A pregnant Swedish teen reportedly joined an al-Qaeda linked group after entering Syria but has since been captured by IS fighters
IS members ask people to go back to the city centre at the Turkish Akcakale crossing gate (AFP)

A pregnant 15-year-old Swedish girl is being held by the Islamic State group in Syria after running away from her foster home with her boyfriend to join al-Qaeda, Swedish media reported on Monday.

The Swedish foreign ministry remained tight-lipped about the case, confirming only minimal details.

"We have been informed that a Swedish minor is in Syria.

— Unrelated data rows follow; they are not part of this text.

//! In-process document store.

use std::collections::BTreeMap;

use super::{DocumentStore, RecordCursor};
use crate::error::{CoreError, CoreResult};
use crate::value::Record;

#[derive(Debug, Clone)]
enum Entry {
    Record(Record),
    ReadFailure(String),
}

/// Collections held in memory. Read failures can be injected at any
/// position of a collection to simulate a cursor dying mid-sample.
#[derive(Debug, Clone, Default)]
pub struct MemoryStore {
    database: String,
    collections: BTreeMap<String, Vec<Entry>>,
}

impl MemoryStore {
    pub fn new(database: impl Into<String>) -> Self {
        Self {
            database: database.into(),
            collections: BTreeMap::new(),
        }
    }

    /// Add (or extend) a collection.
    pub fn with_collection(mut self, name: &str, records: impl IntoIterator<Item = Record>) -> Self {
        self.collections
            .entry(name.to_string())
            .or_default()
            .extend(records.into_iter().map(Entry::Record));
        self
    }

    /// Append a read failure to a collection.
    pub fn with_read_failure(mut self, name: &str, reason: &str) -> Self {
        self.collections
            .entry(name.to_string())
            .or_default()
            .push(Entry::ReadFailure(reason.to_string()));
        self
    }

    pub fn remove_collection(&mut self, name: &str) {
        self.collections.remove(name);
    }
}

impl DocumentStore for MemoryStore {
    fn database(&self) -> &str {
        &self.database
    }

    fn list_collections(&self) -> CoreResult<Vec<String>> {
        Ok(self.collections.keys().cloned().collect())
    }

    fn sample(&self, collection: &str, limit: usize) -> CoreResult<RecordCursor<'_>> {
        let entries = self
            .collections
            .get(collection)
            .ok_or_else(|| CoreError::CollectionNotFound(collection.to_string()))?;

        let name = collection.to_string();
        Ok(Box::new(entries.iter().take(limit).map(move |entry| match entry {
            Entry::Record(record) => Ok(record.clone()),
            Entry::ReadFailure(reason) => Err(CoreError::sample_read(&name, reason)),
        })))
    }
}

We are in contact with family members," ministry spokesman Gabriel Wernstedt told AFP, refusing to disclose any other details.

Swedish daily Expressen and local paper Boras Tidning reported that the 15-year-old girl, whose name was not disclosed, disappeared from her foster home in Boras, near the southwestern town of Gothenburg, on 31 May.

It said she is six months pregnant.

She and her 19-year-old boyfriend reportedly travelled to Syria via Turkey, and were recruited on arrival by an al-Qaeda-linked group.

The couple were captured by IS fighters in the northern city of Aleppo in early August, and have been moved to an IS-controlled area, media reports said, adding that the boyfriend was now being forced to fight for the militant group.

The couple were married in a Muslim ceremony in Stockholm earlier this year, without their parents' knowledge.

The daughter has called her parents at least three times while being held by IS, after women secretly loaned her a cell phone, the reports said.

The mother told Expressen that she spoke to her daughter as recently as Sunday and found out she is being held with a group of Arab women.

"I spoke to her yesterday and found out she has been moved to a group of women - she is not allowed to be with her boyfriend because they aren't considered married by IS. She was very sad and very scared," the mother said.

"We don't know how to get her out of the country. Now she's in an IS-controlled area so it will be even harder," she said.

Earlier the father had told Boras Tidning that his daughter might be moved to live with a group of women in Manbij, a town northeast of Aleppo, if IS militants did not recognise the marriage.